SHIVKU containing the envelope of HIV-1 is a recently derived virus that causes AIDS and neurological disease in Rh macaques after severe depletion of CD4+ T cells. In previous studies, we used this virus to characterize the histological nature of the neuropathological changes and the nature of the altered systemic infection during and after withdrawal of anti-retroviral therapy. We also established that it causes a low-grade systemic infection after given as a challenge to vaccinated animals. In this application, in Aim 1, we will use the model to obtain more detailed information on the chronology of development of CNS disease in order to better understand the nature of virus-host responses associated with this complication. This information will be used as a backdrop for intervention strategies focused on the nature of the infection in the CNS of animals placed on drug therapy and in vaccinated animals. Questions that cannot be answered in humans can now be approached.
In Aim 2 we will determine the effects of anti-retroviral therapy on the progress of infection in the CNS and on neuropathological processes already in progress.

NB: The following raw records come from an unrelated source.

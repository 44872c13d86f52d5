use clap::Parser;
use longpath_move::cli::Args;
use longpath_move::config::{Config, LogLevel};
use std::path::PathBuf;

#[test]
fn apply_overrides_sets_values() {
    let args = Args::parse_from([
        "longpath_move",
        "--source",
        "/deep/tree",
        "--target",
        "/flat",
        "--max-length",
        "200",
        "--dry-run",
        "--log-level",
        "info",
    ]);
    let mut cfg = Config::default();
    args.apply_overrides(&mut cfg);

    assert_eq!(cfg.source_base, Some(PathBuf::from("/deep/tree")));
    assert_eq!(cfg.target_base, Some(PathBuf::from("/flat")));
    assert_eq!(cfg.max_path_len, Some(200));
    assert_eq!(cfg.log_level, LogLevel::Info);
    assert!(cfg.dry_run);
}

#[test]
fn unset_flags_leave_config_alone() {
    let args = Args::parse_from(["longpath_move"]);
    let mut cfg = Config {
        source_base: Some(PathBuf::from("/from/xml")),
        max_path_len: Some(99),
        ..Default::default()
    };
    args.apply_overrides(&mut cfg);

    assert_eq!(cfg.source_base, Some(PathBuf::from("/from/xml")));
    assert_eq!(cfg.max_path_len, Some(99));
    assert!(!cfg.dry_run);
}

#[test]
fn effective_log_level_precedence() {
    let args = Args::parse_from(["longpath_move", "--debug", "--log-level", "quiet"]);
    let lvl = args.effective_log_level().unwrap();
    assert_eq!(lvl, LogLevel::Debug); // --debug wins

    let args = Args::parse_from(["longpath_move", "--log-level", "info"]);
    let lvl = args.effective_log_level().unwrap();
    assert_eq!(lvl, LogLevel::Info);

    let args = Args::parse_from(["longpath_move"]);
    assert!(args.effective_log_level().is_none());
}

#[test]
fn short_flags_parse() {
    let args = Args::parse_from(["longpath_move", "-s", "/a", "-t", "/b", "-m", "64"]);
    assert_eq!(args.source, Some(PathBuf::from("/a")));
    assert_eq!(args.target, Some(PathBuf::from("/b")));
    assert_eq!(args.max_length, Some(64));
}
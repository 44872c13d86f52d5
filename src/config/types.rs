//! Core configuration types.
//! - Config holds runtime settings; source/target stay unset until the CLI,
//!   the XML file or the interactive prompts supply them.
//! - LogLevel represents verbosity with simple parsing helpers.

use std::fmt;
use std::path::PathBuf;
use std::str::FromStr;

use super::DEFAULT_MAX_PATH_LEN;

/// Program-defined verbosity levels exposed to users/config.
#[derive(Debug, Clone, PartialEq, Eq, Default)]
pub enum LogLevel {
    /// Only errors
    Quiet,
    /// Informational output (default)
    #[default]
    Normal,
    /// More info (like verbose)
    Info,
    /// Debug/trace
    Debug,
}

impl LogLevel {
    /// Parse common string names into our LogLevel (case-insensitive).
    pub fn parse(s: &str) -> Option<Self> {
        match s.to_ascii_lowercase().as_str() {
            "quiet" | "error" | "none" => Some(LogLevel::Quiet),
            "normal" => Some(LogLevel::Normal),
            "info" | "verbose" | "detailed" => Some(LogLevel::Info),
            "debug" | "trace" => Some(LogLevel::Debug),
            _ => None,
        }
    }
}

impl fmt::Display for LogLevel {
    fn fmt(&self, f: &mut fmt::Formatter<'_>) -> fmt::Result {
        let s = match self {
            LogLevel::Quiet => "quiet",
            LogLevel::Normal => "normal",
            LogLevel::Info => "info",
            LogLevel::Debug => "debug",
        };
        f.write_str(s)
    }
}

impl FromStr for LogLevel {
    type Err = String;
    fn from_str(s: &str) -> Result<Self, Self::Err> {
        Self::parse(s).ok_or_else(|| format!("invalid log level: '{s}'"))
    }
}

/// Runtime configuration used by the relocator.
///
/// `source_base`/`target_base`/`max_path_len` are optional here: the app
/// prompts for whatever remains unset after the XML file and CLI flags have
/// been merged.
#[derive(Debug, Clone, Default)]
pub struct Config {
    /// Root of the tree to scan for over-long paths
    pub source_base: Option<PathBuf>,
    /// Flat directory that receives relocated files
    pub target_base: Option<PathBuf>,
    /// Absolute-path length threshold in characters
    pub max_path_len: Option<usize>,
    /// Console verbosity
    pub log_level: LogLevel,
    /// Optional path to a log file
    pub log_file: Option<PathBuf>,
    /// If true, plan and report but do not modify the filesystem
    pub dry_run: bool,
}

impl Config {
    /// Effective threshold: configured value or the 180-character default.
    pub fn effective_max_path_len(&self) -> usize {
        self.max_path_len.unwrap_or(DEFAULT_MAX_PATH_LEN)
    }
}
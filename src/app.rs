//! Application orchestrator.
//! Merges config from CLI/XML/prompts, initializes logging, runs the
//! relocation walk and prints the end-of-run summary.

use anyhow::Result;
use tracing::{debug, error};

use longpath_move::cli::Args;
use longpath_move::config::{
    default_config_path, ensure_default_config_exists, merge_config_from_xml, Config, CONFIG_ENV,
};
use longpath_move::output as out;
use longpath_move::{prompt, relocate_long_paths, report, RunOptions};

use crate::logging::init_tracing;

/// Run the CLI application.
pub fn run(args: Args) -> Result<()> {
    // Handle --print-config before logging init
    if args.print_config {
        if let Ok(cfg_env) = std::env::var(CONFIG_ENV) {
            out::print_info(&format!("Using {CONFIG_ENV} (explicit):\n  {cfg_env}\n"));
            out::print_info(&format!(
                "To override, unset {CONFIG_ENV} or set it to another file."
            ));
            return Ok(());
        }
        match default_config_path() {
            Some(p) => {
                out::print_info(&format!(
                    "Default longpath_move config path:\n  {}\n",
                    p.display()
                ));
                if p.exists() {
                    out::print_info("A config file already exists at that location.");
                } else {
                    out::print_info(
                        "No config file exists there yet. One is created on first interactive use.",
                    );
                }
            }
            None => {
                out::print_error("Could not determine a default config path.");
            }
        }
        return Ok(());
    }

    // First interactive use: write a template config so repeat invocations can
    // skip the prompts. A fully flag-driven invocation never touches it.
    if args.source.is_none() || args.target.is_none() {
        if let Some(path) = ensure_default_config_exists() {
            out::print_success(&format!(
                "A template longpath_move config was written to: {}",
                path.display()
            ));
            out::print_info(
                "Fill in `source_base` and `target_base` there to skip the prompts next time.",
            );
        }
    }

    // Build config: XML first, then CLI overrides (CLI wins).
    let mut cfg = Config::default();
    merge_config_from_xml(&mut cfg);
    args.apply_overrides(&mut cfg);

    // Interactive prompts collect anything still missing.
    if cfg.source_base.is_none() {
        cfg.source_base = Some(prompt::prompt_source_dir()?);
    }
    if cfg.target_base.is_none() {
        cfg.target_base = Some(prompt::prompt_target_dir()?);
    }
    if cfg.max_path_len.is_none() {
        cfg.max_path_len = Some(prompt::prompt_max_path_len()?);
    }

    // Initialize logging; hold the guard so the file appender flushes on exit.
    let _guard = init_tracing(&cfg.log_level, cfg.log_file.as_deref(), args.json).map_err(|e| {
        out::print_error(&format!("Failed to initialize logging: {}", e));
        e
    })?;

    debug!("Starting longpath_move: {:?}", args);

    cfg.validate()?;
    let opts = RunOptions::from_config(&cfg)?;

    match relocate_long_paths(&opts) {
        Ok(run_report) => {
            report::print_summary(&run_report);
            Ok(())
        }
        Err(e) => {
            error!(code = e.code(), error = %e, "relocation aborted");
            out::print_error(&e.to_string());
            Err(e.into())
        }
    }
}
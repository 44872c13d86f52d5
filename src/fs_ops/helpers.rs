//! I/O helper utilities.
//!
//! Enriches io::Error messages with actionable, platform-aware hints while
//! preserving the original ErrorKind, usable with map_err in io::Result code.
//!
//! Usage:
//!   fs::remove_file(p).map_err(io_error_with_help("remove original file", p))?;

use std::io;
use std::path::Path;

#[cfg(unix)]
use libc;

/// Format a human-friendly message with op/path plus platform-aware hints.
fn build_message(op: &str, path: &Path, e: &io::Error) -> String {
    let mut msg = format!("{} '{}': {}", op, path.display(), e);

    if let Some(code) = e.raw_os_error() {
        #[cfg(unix)]
        {
            match code {
                libc::EACCES | libc::EPERM => {
                    msg.push_str(" — permission denied; check ownership and write permissions.");
                }
                libc::ENOENT => {
                    msg.push_str(" — path not found; verify it exists.");
                }
                libc::EEXIST => {
                    msg.push_str(" — already exists; pick a unique name or remove the target.");
                }
                libc::ENOSPC => {
                    msg.push_str(" — insufficient space on device.");
                }
                libc::EROFS => {
                    msg.push_str(" — read-only filesystem; cannot write here.");
                }
                libc::ENAMETOOLONG => {
                    msg.push_str(" — filename or path too long; shorten path segments.");
                }
                _ => {}
            }
        }
        #[cfg(windows)]
        {
            // Common Win32 errors
            match code {
                5 => msg.push_str(" — access denied; check permissions."), // ERROR_ACCESS_DENIED
                2 | 3 => msg.push_str(" — path not found; verify it exists."), // FILE/PATH NOT FOUND
                80 => msg.push_str(" — already exists; pick a unique name."), // ERROR_FILE_EXISTS
                112 => msg.push_str(" — insufficient disk space."),        // ERROR_DISK_FULL
                206 => msg.push_str(" — filename or path too long (MAX_PATH exceeded)."), // ERROR_FILENAME_EXCED_RANGE
                _ => {}
            }
        }
        // Include OS code for diagnostics
        msg.push_str(&format!(" [os code: {}]", code));
    } else {
        match e.kind() {
            io::ErrorKind::PermissionDenied => {
                msg.push_str(" — permission denied; check ownership and write permissions.");
            }
            io::ErrorKind::NotFound => {
                msg.push_str(" — path not found; verify it exists.");
            }
            io::ErrorKind::AlreadyExists => {
                msg.push_str(" — already exists; remove or choose a unique name.");
            }
            _ => {}
        }
    }

    msg
}

/// Returns a closure suitable for `.map_err(...)` that rewraps an io::Error
/// with enriched context while preserving the original ErrorKind.
pub fn io_error_with_help<'a>(
    op: &'a str,
    path: &'a Path,
) -> impl FnOnce(io::Error) -> io::Error + 'a {
    move |e: io::Error| io::Error::new(e.kind(), build_message(op, path, &e))
}

#[cfg(test)]
mod tests {
    use super::*;
    use std::path::PathBuf;

    #[test]
    fn kind_is_preserved() {
        let p = PathBuf::from("/nope");
        let wrapped =
            io_error_with_help("open file", &p)(io::Error::from(io::ErrorKind::NotFound));
        assert_eq!(wrapped.kind(), io::ErrorKind::NotFound);
        assert!(wrapped.to_string().contains("/nope"));
    }
}
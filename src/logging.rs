//! Tracing initialization.
//! Builds a subscriber with EnvFilter, supports compact or JSON formats, and optional file logging.
//!
//! Behavior:
//! - Log level is driven by LogLevel (no RUST_LOG override here).
//! - JSON/non-JSON stdout formatting is selected via the `json` flag.
//! - If `log_file` is provided and passes safety checks, a non-blocking file layer is added.
//!
//! Implementation notes:
//! - File logging uses tracing_appender::non_blocking to avoid blocking on I/O.
//! - We refuse file logging if any ancestor of the file path is a symlink.

use anyhow::Result;
use chrono::Local;
use longpath_move::config::{default_log_path, path_has_symlink_ancestor};
use longpath_move::output as out;
use longpath_move::LogLevel;
use std::fmt as stdfmt;
use std::fs::OpenOptions;
use std::path::Path;
use tracing_appender::non_blocking::{NonBlocking, WorkerGuard};
use tracing_subscriber::filter::{EnvFilter, LevelFilter};
use tracing_subscriber::fmt as tsfmt;
use tracing_subscriber::fmt::time::FormatTime;
use tracing_subscriber::layer::SubscriberExt;
use tracing_subscriber::registry;
use tracing_subscriber::util::SubscriberInitExt;

/// Human-friendly timestamp formatter (DD/MM/YY HH:MM:SS)
struct LocalHumanTime;
impl FormatTime for LocalHumanTime {
    fn format_time(&self, w: &mut tracing_subscriber::fmt::format::Writer<'_>) -> stdfmt::Result {
        let now = Local::now();
        write!(w, "{}", now.format("%d/%m/%y %H:%M:%S"))
    }
}

#[inline]
fn to_level_filter(lvl: &LogLevel) -> LevelFilter {
    match lvl {
        LogLevel::Quiet => LevelFilter::ERROR,
        LogLevel::Normal => LevelFilter::INFO,
        LogLevel::Info => LevelFilter::DEBUG,
        LogLevel::Debug => LevelFilter::TRACE,
    }
}

#[inline]
fn env_filter_from_level(level_filter: LevelFilter) -> EnvFilter {
    let level_str = match level_filter {
        LevelFilter::ERROR => "error",
        LevelFilter::WARN => "warn",
        LevelFilter::INFO => "info",
        LevelFilter::DEBUG => "debug",
        LevelFilter::TRACE => "trace",
        _ => "info",
    };
    EnvFilter::new(level_str)
}

/// Try to open a non-blocking file writer for logging:
/// - Refuse if any ancestor is a symlink (prints a warning and returns None)
/// - Best-effort create parent directory
/// - Open file for append and wrap with non_blocking
fn maybe_open_non_blocking_writer(path: &Path) -> Option<(NonBlocking, WorkerGuard)> {
    match path_has_symlink_ancestor(path) {
        Ok(true) => {
            eprintln!(
                "Refusing to enable file logging: ancestor of {} is a symlink; proceeding without file logging.",
                path.display()
            );
            return None;
        }
        Err(e) => {
            eprintln!(
                "Error checking log path {} for symlinks: {}; proceeding without file logging.",
                path.display(),
                e
            );
            return None;
        }
        Ok(false) => {}
    }

    if let Some(parent) = path.parent() {
        let _ = std::fs::create_dir_all(parent);
    }

    match OpenOptions::new().create(true).append(true).open(path) {
        Ok(file) => {
            let (writer, guard) = tracing_appender::non_blocking(file);
            Some((writer, guard))
        }
        Err(e) => {
            eprintln!("Failed to open log file {}: {}", path.display(), e);
            None
        }
    }
}

/// Initialize tracing based on LogLevel and format. Returns an optional WorkerGuard
/// if a file appender is created (must be held until shutdown to flush logs).
pub fn init_tracing(
    lvl: &LogLevel,
    log_file: Option<&Path>,
    json: bool,
) -> Result<Option<WorkerGuard>> {
    let level_filter = to_level_filter(lvl);
    let env_filter = env_filter_from_level(level_filter);

    // Optional file layer
    if let Some(path) = log_file {
        if let Some((writer, guard)) = maybe_open_non_blocking_writer(path) {
            if json {
                let stdout_layer = tsfmt::layer()
                    .event_format(tsfmt::format().json())
                    .with_timer(LocalHumanTime)
                    .with_level(true)
                    .with_target(true);
                let file_layer = tsfmt::layer()
                    .event_format(tsfmt::format().json())
                    .with_timer(LocalHumanTime)
                    .with_level(true)
                    .with_target(true)
                    .with_writer(writer);
                registry()
                    .with(env_filter)
                    .with(stdout_layer)
                    .with(file_layer)
                    .init();
            } else {
                let stdout_layer = tsfmt::layer()
                    .with_timer(LocalHumanTime)
                    .with_level(true)
                    .with_target(true)
                    .compact();
                let file_layer = tsfmt::layer()
                    .with_timer(LocalHumanTime)
                    .with_level(true)
                    .with_target(true)
                    .compact()
                    .with_writer(writer);
                registry()
                    .with(env_filter)
                    .with(stdout_layer)
                    .with(file_layer)
                    .init();
            }
            return Ok(Some(guard));
        }
        // maybe_open_non_blocking_writer already printed a short reason to stderr.
        out::print_warn(&format!(
            "Requested file logging to '{}' was not enabled. Check that the parent directory exists, is writable by this process, and that no ancestor is a symlink. Logs will continue to stdout.",
            path.display()
        ));
        if let Some(def) = default_log_path() {
            out::print_info(&format!(
                "You can try using the default log path instead: {}",
                def.display()
            ));
        }
    }

    // No file layer (either not requested or refused/failed)
    if json {
        let stdout_layer = tsfmt::layer()
            .event_format(tsfmt::format().json())
            .with_timer(LocalHumanTime)
            .with_level(true)
            .with_target(true);
        registry().with(env_filter).with(stdout_layer).init();
    } else {
        let stdout_layer = tsfmt::layer()
            .with_timer(LocalHumanTime)
            .with_level(true)
            .with_target(true)
            .compact();
        registry().with(env_filter).with(stdout_layer).init();
    }
    Ok(None)
}
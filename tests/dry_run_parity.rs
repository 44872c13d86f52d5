use assert_fs::fixture::ChildPath;
use assert_fs::prelude::*;
use std::fs;
use std::path::PathBuf;

use longpath_move::{path_length, relocate_long_paths, RunMode, RunOptions};

/// Tree with colliding base names across subdirectories plus one unique file.
fn build_tree(source: &ChildPath) {
    source.create_dir_all().unwrap();
    source
        .child("sub_a_with_a_long_name/data.csv")
        .write_str("alpha")
        .unwrap();
    source
        .child("sub_b_with_a_long_name/data.csv")
        .write_str("beta!")
        .unwrap();
    source
        .child("sub_c_with_a_long_name/unique.log")
        .write_str("gamma")
        .unwrap();
}

fn pairs(report: &longpath_move::RunReport) -> Vec<(PathBuf, PathBuf)> {
    report
        .moves
        .iter()
        .map(|m| (m.original_path.clone(), m.new_path.clone()))
        .collect()
}

/// Given the same tree, threshold and (initially empty) target, the dry-run
/// plan and the real run must produce identical (original, new) pairs in the
/// same order, with identical collision-naming decisions.
#[test]
fn plan_matches_execution() -> Result<(), Box<dyn std::error::Error>> {
    let temp = assert_fs::TempDir::new()?;
    let source = temp.child("src");
    let target = temp.child("flat");
    build_tree(&source);

    let max_len = path_length(source.path()) + 10;

    let dry_opts = RunOptions {
        source: source.path().to_path_buf(),
        target: target.path().to_path_buf(),
        max_path_len: max_len,
        mode: RunMode::DryRun,
    };
    let plan = relocate_long_paths(&dry_opts)?;

    // The simulation must not have touched anything.
    assert!(!target.path().exists(), "dry run must not create the target");
    source.child("sub_a_with_a_long_name/data.csv").assert("alpha");
    source.child("sub_b_with_a_long_name/data.csv").assert("beta!");
    source.child("sub_c_with_a_long_name/unique.log").assert("gamma");

    let real_opts = RunOptions {
        mode: RunMode::Real,
        ..dry_opts
    };
    let executed = relocate_long_paths(&real_opts)?;

    assert_eq!(plan.moves.len(), 3);
    assert_eq!(pairs(&plan), pairs(&executed));
    assert_eq!(plan.total_bytes(), executed.total_bytes());

    // And the real run actually carried the plan out.
    for rec in &executed.moves {
        assert!(!rec.original_path.exists());
        assert!(rec.new_path.exists());
    }
    Ok(())
}

/// Dry-run sizes come from the walk metadata, so totals match the real run.
#[test]
fn planned_sizes_match_file_sizes() -> Result<(), Box<dyn std::error::Error>> {
    let temp = assert_fs::TempDir::new()?;
    let source = temp.child("src");
    let target = temp.child("flat");
    build_tree(&source);

    let opts = RunOptions {
        source: source.path().to_path_buf(),
        target: target.path().to_path_buf(),
        max_path_len: path_length(source.path()) + 10,
        mode: RunMode::DryRun,
    };
    let plan = relocate_long_paths(&opts)?;

    for rec in &plan.moves {
        assert_eq!(rec.file_size, fs::metadata(&rec.original_path)?.len());
    }
    assert_eq!(plan.total_bytes(), 15);
    Ok(())
}
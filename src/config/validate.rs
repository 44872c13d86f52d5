//! Config validation logic.
//! Sanity-checks the merged settings before a run starts. Deliberately light:
//! source existence is NOT required here — a missing source surfaces as a
//! recorded walk failure, not a config error.

use anyhow::{bail, Result};
use tracing::debug;

use super::types::Config;

impl Config {
    /// Validate the merged configuration.
    ///
    /// - source, target and threshold must all be present (prompts fill them
    ///   before this runs),
    /// - the threshold must be non-zero,
    /// - source and target must not be the same path textually.
    ///
    /// Deeper checks (absolutization, target-inside-source) belong to the
    /// relocator, which owns path resolution.
    pub fn validate(&self) -> Result<()> {
        let Some(source) = self.source_base.as_deref() else {
            bail!("no source directory configured");
        };
        let Some(target) = self.target_base.as_deref() else {
            bail!("no target directory configured");
        };

        if self.effective_max_path_len() == 0 {
            bail!("maximum path length must be greater than zero");
        }

        if source == target {
            bail!(
                "source and target must be different directories; both are '{}'",
                source.display()
            );
        }

        debug!(
            "Config validated: source='{}' target='{}' max_len={}",
            source.display(),
            target.display(),
            self.effective_max_path_len()
        );
        Ok(())
    }
}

In Aim 3 we will determine whether live vaccine virus causes infection in the CNS. Although vaccination prevented AIDS, SHIVKU given as challenge still caused systemic infection, a result that can be expected in immunized humans exposed to HIV-1. As part of Aim 3 we will determine also whether this low-grade infection by SHIVKU also becomes established in the CNS. Do these viruses which cause persistent CNS infection mutate along divergent pathways from virus in lymph nodes? In Aim 4 we will extend in vitro findings that anti-IL-4 strategies causes reduction of virus replication in macaque macrophages. We will use gene therapy with antisense IL-4 DNA to treat SHIV encephalitis in Rh macaques in attempts to cause reduction in virus replication in brain macrophages and thus cure the encephalitis.